*Your task*. Within the data below, find the string "CoreError" and return each line where it occurs.

·····

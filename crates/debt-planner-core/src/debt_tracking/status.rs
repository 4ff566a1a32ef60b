//! Where a debt stands on a given date.

use chrono::{Datelike, NaiveDate};
use rust_decimal::Decimal;
use serde::{Deserialize, Serialize};

use crate::amortization::{Loan, Schedule};
use crate::types::{round_money, Money, Percent};
use crate::what_if::percentage_paid;

#[derive(Debug, Clone, PartialEq, Serialize, Deserialize)]
pub struct DebtStatus {
    pub as_of: NaiveDate,
    /// Installments counted as made by `as_of`.
    pub elapsed_months: u32,
    /// Installments still scheduled after `as_of`.
    pub remaining_months: u32,
    pub principal_paid: Money,
    pub principal_pending: Money,
    pub interest_paid: Money,
    pub interest_pending: Money,
    pub progress_percentage: Percent,
    /// First installment dated after `as_of`.
    pub next_payment_date: Option<NaiveDate>,
    pub is_paid_off: bool,
}

/// Whole calendar months from `origination` to `as_of`, clamped to `[0, term]`.
/// Days of the month are ignored.
pub fn elapsed_months(origination: NaiveDate, as_of: NaiveDate, term_months: u32) -> u32 {
    let diff = (i64::from(as_of.year()) - i64::from(origination.year())) * 12
        + i64::from(as_of.month())
        - i64::from(origination.month());
    diff.clamp(0, i64::from(term_months)) as u32
}

/// Split `schedule` at `as_of` into what has been paid and what is pending.
pub fn debt_status(loan: &Loan, schedule: &Schedule, as_of: NaiveDate) -> DebtStatus {
    let elapsed = elapsed_months(loan.origination_date, as_of, loan.term_months);
    let (paid, pending) = schedule
        .periods
        .split_at((elapsed as usize).min(schedule.len()));

    let principal_paid: Money = paid.iter().map(|p| p.principal_portion).sum();
    let interest_paid: Money = paid.iter().map(|p| p.interest_portion).sum();
    let interest_pending: Money = pending.iter().map(|p| p.interest_portion).sum();
    let principal_pending = (round_money(loan.principal) - principal_paid).max(Decimal::ZERO);

    DebtStatus {
        as_of,
        elapsed_months: elapsed,
        remaining_months: pending.len() as u32,
        principal_paid,
        principal_pending,
        interest_paid,
        interest_pending,
        progress_percentage: percentage_paid(loan.principal, principal_pending),
        next_payment_date: schedule.iter().map(|p| p.date).find(|d| *d > as_of),
        is_paid_off: pending.is_empty() && principal_pending.is_zero(),
    }
}
//! JWT-based authentication extractor for Axum handlers.

use std::convert::Infallible;

use axum::extract::{FromRequestParts, OptionalFromRequestParts};
use axum::http::request::Parts;
use axum_extra::extract::cookie::CookieJar;
use folio_core::error::CoreError;
use folio_core::types::DbId;

use crate::auth::jwt::validate_token;
use crate::auth::session::SESSION_COOKIE;
use crate::error::AppError;
use crate::state::AppState;

/// Authenticated user extracted from a `Bearer` token in the `Authorization`
/// header or, failing that, from the session cookie.
///
/// JSON handlers take `AuthUser` and reject with 401. HTML pages take
/// `Option<AuthUser>` and redirect to the login page on `None`.
#[derive(Debug, Clone)]
pub struct AuthUser {
    /// The user's internal database id (from `claims.sub`).
    pub user_id: DbId,
    pub email: String,
}

fn unauthorized(msg: &str) -> AppError {
    AppError::Core(CoreError::Unauthorized(msg.into()))
}

/// Find the raw token: header first, then cookie.
fn extract_token(parts: &Parts) -> Result<String, AppError> {
    if let Some(header) = parts.headers.get("authorization") {
        let value = header
            .to_str()
            .map_err(|_| unauthorized("Invalid Authorization header"))?;
        return value
            .strip_prefix("Bearer ")
            .map(str::to_string)
            .ok_or_else(|| unauthorized("Invalid Authorization format. Expected: Bearer <token>"));
    }

    CookieJar::from_headers(&parts.headers)
        .get(SESSION_COOKIE)
        .map(|c| c.value().to_string())
        .filter(|v| !v.is_empty())
        .ok_or_else(|| unauthorized("Not signed in"))
}

fn authenticate(parts: &Parts, state: &AppState) -> Result<AuthUser, AppError> {
    let token = extract_token(parts)?;
    let claims = validate_token(&token, &state.config.jwt)
        .map_err(|_| unauthorized("Invalid or expired token"))?;

    Ok(AuthUser {
        user_id: claims.sub,
        email: claims.email,
    })
}

impl FromRequestParts<AppState> for AuthUser {
    type Rejection = AppError;

    async fn from_request_parts(
        parts: &mut Parts,
        state: &AppState,
    ) -> Result<Self, Self::Rejection> {
        authenticate(parts, state)
    }
}

impl OptionalFromRequestParts<AppState> for AuthUser {
    type Rejection = Infallible;

    async fn from_request_parts(
        parts: &mut Parts,
        state: &AppState,
    ) -> Result<Option<Self>, Self::Rejection> {
        match authenticate(parts, state) {
            Ok(user) => Ok(Some(user)),
            Err(err) => {
                tracing::debug!(error = %err, "No valid session");
                Ok(None)
            }
        }
    }
}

·····

*Answer to this exercise*.
use folio_core::error::CoreError;
    AppError::Core(CoreError::Unauthorized(msg.into()))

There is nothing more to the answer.